ESTATE PLANNING & TRUST SERVICES:
One of the most difficult conversations to have with your family is how to deal with asset and financial planning following death. Early preparation is crucial for all individuals. People are often surprised that by operation of law, New York State will draft a Last Will and Testament for those people who die without a Will or proper estate planning. Essentially, your estate may go to people whom you may not have chosen to receive your assets. In addition, you may not be able to take advantage of tax saving opportunities.
- What is a Last Will and Testament? A Last Will and Testament is also called a Will. A Will is a written statement of what a person wants done with their property after they pass away. A Will gives directions for how property should be divided and names an Executor to carry out those wishes. You can also appoint a guardian for your children in your Will.
- What is a Trust? A Trust is a legal relationship that divides legal ownership and economic ownership of trust property between a trustee and one or more beneficiaries respectively. At death, a trust can act very much like a Last Will and Testament but, without involving Surrogate’s Court.

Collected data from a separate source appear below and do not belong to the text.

//! Postgres-backed user directory.

use anyhow::{Context, Result};
use async_trait::async_trait;
use sqlx::{PgPool, Row};
use tracing::Instrument;
use uuid::Uuid;

use super::{CreateOutcome, NewUser, RotateOutcome, UserDirectory, UserRecord};

pub struct PgDirectory {
    pool: PgPool,
}

impl PgDirectory {
    #[must_use]
    pub fn new(pool: PgPool) -> Self {
        Self { pool }
    }
}

fn record_from_row(row: &sqlx::postgres::PgRow) -> UserRecord {
    UserRecord {
        id: row.get("id"),
        username: row.get("username"),
        email: row.get("email"),
        full_name: row.get("full_name"),
        password_hash: row.get("password_hash"),
        refresh_token_hash: row.get("refresh_token_hash"),
    }
}

fn is_unique_violation(err: &sqlx::Error) -> bool {
    match err {
        sqlx::Error::Database(db_err) => db_err.code().is_some_and(|code| code.as_ref() == "23505"),
        _ => false,
    }
}

#[async_trait]
impl UserDirectory for PgDirectory {
    async fn find_by_username_or_email(&self, needle: &str) -> Result<Option<UserRecord>> {
        let query = "SELECT id, username, email, full_name, password_hash, refresh_token_hash \
                     FROM users WHERE username = $1 OR email = $1 LIMIT 1";
        let span = tracing::info_span!(
            "db.query",
            db.system = "postgresql",
            db.operation = "SELECT",
            db.statement = query
        );
        let row = sqlx::query(query)
            .bind(needle)
            .fetch_optional(&self.pool)
            .instrument(span)
            .await
            .context("failed to lookup user by username or email")?;

        Ok(row.as_ref().map(record_from_row))
    }

    async fn find_by_id(&self, id: Uuid) -> Result<Option<UserRecord>> {
        let query = "SELECT id, username, email, full_name, password_hash, refresh_token_hash \
                     FROM users WHERE id = $1";
        let span = tracing::info_span!(
            "db.query",
            db.system = "postgresql",
            db.operation = "SELECT",
            db.statement = query
        );
        let row = sqlx::query(query)
            .bind(id)
            .fetch_optional(&self.pool)
            .instrument(span)
            .await
            .context("failed to lookup user by id")?;

        Ok(row.as_ref().map(record_from_row))
    }

    async fn create_user(&self, user: NewUser) -> Result<CreateOutcome> {
        let query = "INSERT INTO users (username, email, full_name, password_hash) \
                     VALUES ($1, $2, $3, $4) \
                     RETURNING id, username, email, full_name, password_hash, refresh_token_hash";
        let span = tracing::info_span!(
            "db.query",
            db.system = "postgresql",
            db.operation = "INSERT",
            db.statement = query
        );
        let row = sqlx::query(query)
            .bind(&user.username)
            .bind(&user.email)
            .bind(&user.full_name)
            .bind(&user.password_hash)
            .fetch_one(&self.pool)
            .instrument(span)
            .await;

        match row {
            Ok(row) => Ok(CreateOutcome::Created(record_from_row(&row))),
            Err(err) if is_unique_violation(&err) => Ok(CreateOutcome::Conflict),
            Err(err) => Err(err).context("failed to insert user"),
        }
    }

    async fn store_refresh_token(&self, id: Uuid, hash: Vec<u8>) -> Result<()> {
        let query = "UPDATE users SET refresh_token_hash = $2, updated_at = NOW() WHERE id = $1";
        let span = tracing::info_span!(
            "db.query",
            db.system = "postgresql",
            db.operation = "UPDATE",
            db.statement = query
        );
        sqlx::query(query)
            .bind(id)
            .bind(hash)
            .execute(&self.pool)
            .instrument(span)
            .await
            .context("failed to store refresh token reference")?;
        Ok(())
    }

    async fn rotate_refresh_token(
        &self,
        id: Uuid,
        expected: &[u8],
        next: Vec<u8>,
    ) -> Result<RotateOutcome> {
        // Single-statement compare-and-set: zero rows affected means the
        // reference changed under us and the presented token is dead.
        let query = "UPDATE users SET refresh_token_hash = $3, updated_at = NOW() \
                     WHERE id = $1 AND refresh_token_hash = $2";
        let span = tracing::info_span!(
            "db.query",
            db.system = "postgresql",
            db.operation = "UPDATE",
            db.statement = query
        );
        let result = sqlx::query(query)
            .bind(id)
            .bind(expected)
            .bind(next)
            .execute(&self.pool)
            .instrument(span)
            .await
            .context("failed to rotate refresh token reference")?;

        if result.rows_affected() == 0 {
            Ok(RotateOutcome::Stale)
        } else {
            Ok(RotateOutcome::Rotated)
        }
    }

    async fn clear_refresh_token(&self, id: Uuid) -> Result<()> {
        // Logout is idempotent; clearing an already-clear reference is fine.
        let query = "UPDATE users SET refresh_token_hash = NULL, updated_at = NOW() WHERE id = $1";
        let span = tracing::info_span!(
            "db.query",
            db.system = "postgresql",
            db.operation = "UPDATE",
            db.statement = query
        );
        sqlx::query(query)
            .bind(id)
            .execute(&self.pool)
            .instrument(span)
            .await
            .context("failed to clear refresh token reference")?;
        Ok(())
    }

    async fn update_password_hash(&self, id: Uuid, password_hash: String) -> Result<()> {
        let query = "UPDATE users SET password_hash = $2, updated_at = NOW() WHERE id = $1";
        let span = tracing::info_span!(
            "db.query",
            db.system = "postgresql",
            db.operation = "UPDATE",
            db.statement = query
        );
        sqlx::query(query)
            .bind(id)
            .bind(password_hash)
            .execute(&self.pool)
            .instrument(span)
            .await
            .context("failed to update password hash")?;
        Ok(())
    }
}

While there are various types of trusts, the four most popular types are:
- Revocable Trust or Living Trust is a trust which can be amended or restated during the lifetime of the settlor/grantor (that is the person making the trust).
- Irrevocable Trust is a trust which can not be amended or restated by the settlor/grantor after it has been created. The Irrevocable Trust is often used for Medicaid planning purposes.
- Testamentary Trust is a trust created within a person’s Last Will and Testament
- Supplemental Needs Trust is a trust which is created for persons with a disability to protect the person with the disability while keeping the person eligible to receive government benefits to pay for the cost of his or her medical care.
In a Trust, the property is conveyed to a person or institution that serves as trustee. The trustee is legally bound to adhere to the terms of a legal document known as the Trust Instrument. The trustee is only empowered to manage the property in the way the Trust Instrument permits.
In a Revocable Trust, you are often the beneficiary and trustee while you are alive. You completely control the trust. The Revocable Trust is then controlled by whomever you direct at the time of your incapacity or death.